__Your goal__
Scan the records that follow, and whenever a line has the word "spin", copy it.

Top of Data under study

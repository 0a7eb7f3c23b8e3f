//! Continuous wheel spin accumulator.

/// Accumulated wheel roll angle in radians.
///
/// Unbounded: it is never clamped or wrapped, so the spin stays continuous.
#[derive(Debug, Clone, Copy, PartialEq, Default)]
pub struct RollState {
    /// Total roll so far (radians).
    pub accumulated: f32,
}

impl RollState {
    /// Roll state starting at the given angle.
    pub fn new(accumulated: f32) -> Self {
        Self { accumulated }
    }

    /// Advance by one frame's roll step.
    #[must_use]
    pub fn advance(self, speed: f32) -> Self {
        Self {
            accumulated: self.accumulated + speed,
        }
    }

    /// Advance by `frames` reference frames at `speed` radians per frame.
    #[must_use]
    pub fn advance_scaled(self, speed: f32, frames: f32) -> Self {
        self.advance(speed * frames.max(0.0))
    }
}

#[cfg(test)]
mod tests {
    use super::*;

    #[test]
    fn test_linear_accumulation() {
        let roll = (0..20).fold(RollState::default(), |roll, _| roll.advance(0.05));
        assert!((roll.accumulated - 1.0).abs() < 1e-5);
    }

    #[test]
    fn test_each_step_adds_speed() {
        let mut roll = RollState::new(3.0);
        for _ in 0..10 {
            let next = roll.advance(0.25);
            assert_eq!(next.accumulated, roll.accumulated + 0.25);
            roll = next;
        }
    }

    #[test]
    fn test_never_wraps() {
        let roll = (0..1000).fold(RollState::default(), |roll, _| roll.advance(0.1));
        assert!(roll.accumulated > std::f32::consts::TAU * 15.0);
    }

    #[test]
    fn test_scaled_advance() {
        let roll = RollState::default().advance_scaled(0.05, 2.0);
        assert!((roll.accumulated - 0.1).abs() < 1e-7);
        assert_eq!(RollState::new(1.0).advance_scaled(0.05, -1.0).accumulated, 1.0);
    }
}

Bottom of Data under study

__Result__
//! Continuous wheel spin accumulator.
/// Unbounded: it is never clamped or wrapped, so the spin stays continuous.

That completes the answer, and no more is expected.